Luszczyszyn’s model is a believer, too, projecting him for a 29-goal, 26-assist season. He also is posting some fantastic defensive numbers, some of the best in the league among all forwards. Foligno is a symbol of what this Wild team is all about: passion, hard work, and integrity. Oh, and with a market value of $8.4 million against his $3.1 million salary, Luszczyszyn estimates him to be worth almost triple his annual value.
Who’s not living up to their contract?
It can’t all be sunshine and rainbows for the Wild, however. They have three players with an estimated market value below their actual value.
- Victor Rask, who despite being serviceable when called upon this season, appears to be on his way out after this season.
- Cam Talbot, whose early-season struggles are well-documented.
- Matt Dumba, who may be the most likable personality in the entire organization.
With his $6 million contract (on $4.9 million market value) expiring at the end of next season, Dumba could likely be one casualty of the Suter and Parise buyouts. The buyouts will account for nearly $15 million against the salary cap beginning in 2023-24, making an extension that much more difficult. Dumba is an outstanding personality who has shown flashes of brilliance during his career. Losing him would be difficult to stomach for many fans, but it may be necessary to stay within the constraints of the salary cap.

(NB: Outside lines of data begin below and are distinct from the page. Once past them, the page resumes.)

#[cfg(test)]
mod tests {
    use super::*;
    use crate::config::{FileConfig, StaticConfig};
    use crate::decision::DisabledDecisionService;
    use crate::error::ConfigError;
    use crate::pipeline::rules::Rule;
    use crate::store::MemoryStore;
    use crate::surface::MemorySurface;

    async fn autopilot(
        surface: &Arc<MemorySurface>,
        rules: Vec<Rule>,
        settings: Settings,
    ) -> (Arc<Autopilot>, Arc<MemoryStore>) {
        let store = Arc::new(MemoryStore::new());
        let autopilot = Autopilot::new(AutopilotDeps {
            observation: surface.clone(),
            action: surface.clone(),
            config: Arc::new(StaticConfig::new(settings, rules)),
            decision: Arc::new(DisabledDecisionService),
            store: store.clone(),
        })
        .await
        .unwrap();
        (autopilot, store)
    }

    fn fast_settings() -> Settings {
        let mut settings = Settings::default();
        settings.timings.settle_delay_ms = 0;
        settings.timings.element_wait_ms = 50;
        settings.timings.verify_window_ms = 20;
        settings.timings.poll_interval_ms = 5;
        settings
    }

    fn surface() -> Arc<MemorySurface> {
        let surface = Arc::new(MemorySurface::new());
        surface.add_contact("chat-1", "Alice");
        surface.set_active(Some("chat-1"));
        surface
    }

    #[tokio::test]
    async fn unreadable_settings_fail_construction() {
        let dir = tempfile::tempdir().unwrap();
        let surface = surface();
        let result = Autopilot::new(AutopilotDeps {
            observation: surface.clone(),
            action: surface.clone(),
            config: Arc::new(FileConfig::new(dir.path().join("missing.json"))),
            decision: Arc::new(DisabledDecisionService),
            store: Arc::new(MemoryStore::new()),
        })
        .await;
        let err = result.err().expect("construction should fail");
        assert!(matches!(err, crate::error::Error::Config(ConfigError::Io(_))));
    }

    #[tokio::test]
    async fn matched_rule_is_enqueued_and_counted() {
        let surface = surface();
        let rules = vec![Rule::keyword("price", &["price"], "10 dollars")];
        let (autopilot, store) = autopilot(&surface, rules, fast_settings()).await;
        autopilot.tracker().refresh().await;

        let el = MessageElement::text("m1", "price?").with_container("chat-1");
        let MessageOutcome::Dispatched(dispatch) = autopilot.handle_message(&el).await else {
            panic!("expected dispatch");
        };
        assert_eq!(dispatch.enqueued, 1);
        assert!(dispatch.message.processed);
        assert_eq!(store.counter(counters::MESSAGES_PROCESSED).await.unwrap(), 1);

        let again = autopilot.handle_message(&el).await;
        assert!(matches!(again, MessageOutcome::Dropped(DropReason::Duplicate)));
    }

    #[tokio::test]
    async fn gate_rejection_sends_nothing() {
        let surface = surface();
        let mut settings = fast_settings();
        settings.limits.daily_reply_cap = 1;
        let rules = vec![Rule::keyword("hi", &["hi"], "hello")];
        let (autopilot, store) = autopilot(&surface, rules, settings).await;

        let first = MessageElement::text("m1", "hi").with_container("chat-1");
        let second = MessageElement::text("m2", "hi again").with_container("chat-1");
        autopilot.handle_message(&first).await;
        let MessageOutcome::Dispatched(dispatch) = autopilot.handle_message(&second).await else {
            panic!("expected dispatch");
        };
        assert_eq!(dispatch.enqueued, 0);
        assert_eq!(dispatch.rejected, vec![GateRejection::DailyCapReached { cap: 1 }]);
        assert_eq!(store.counter(counters::GATE_REJECTIONS).await.unwrap(), 1);
    }

    #[tokio::test]
    async fn unresolved_messages_count_toward_recovery() {
        let surface = Arc::new(MemorySurface::new());
        let mut settings = fast_settings();
        settings.health.failure_threshold = 2;
        let (autopilot, _store) = autopilot(&surface, vec![], settings).await;

        let orphan = MessageElement::text("m1", "hi");
        autopilot.handle_message(&orphan).await;
        assert_eq!(locked(&autopilot.health).consecutive_failures(), 1);
        autopilot.handle_message(&orphan).await;
        assert_eq!(locked(&autopilot.health).recovery_attempts(), 1);
        let queued = autopilot.recovery_rx.lock().await.try_recv().unwrap();
        assert_eq!(queued, 1);
    }
}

Per Luszczyszyn’s model, the Wild “starters” have a combined market value of $106.2 million, well above the league salary cap of $81.5 million. The model isn’t the end-all, be-all, but it illustrates just how savvy most of Guerin’s negotiations have been. He will need to continue finding similar value as he navigates the next three years of buyout-induced cap hell. At least so far, his track record suggests he can do precisely that as the Wild move into the future.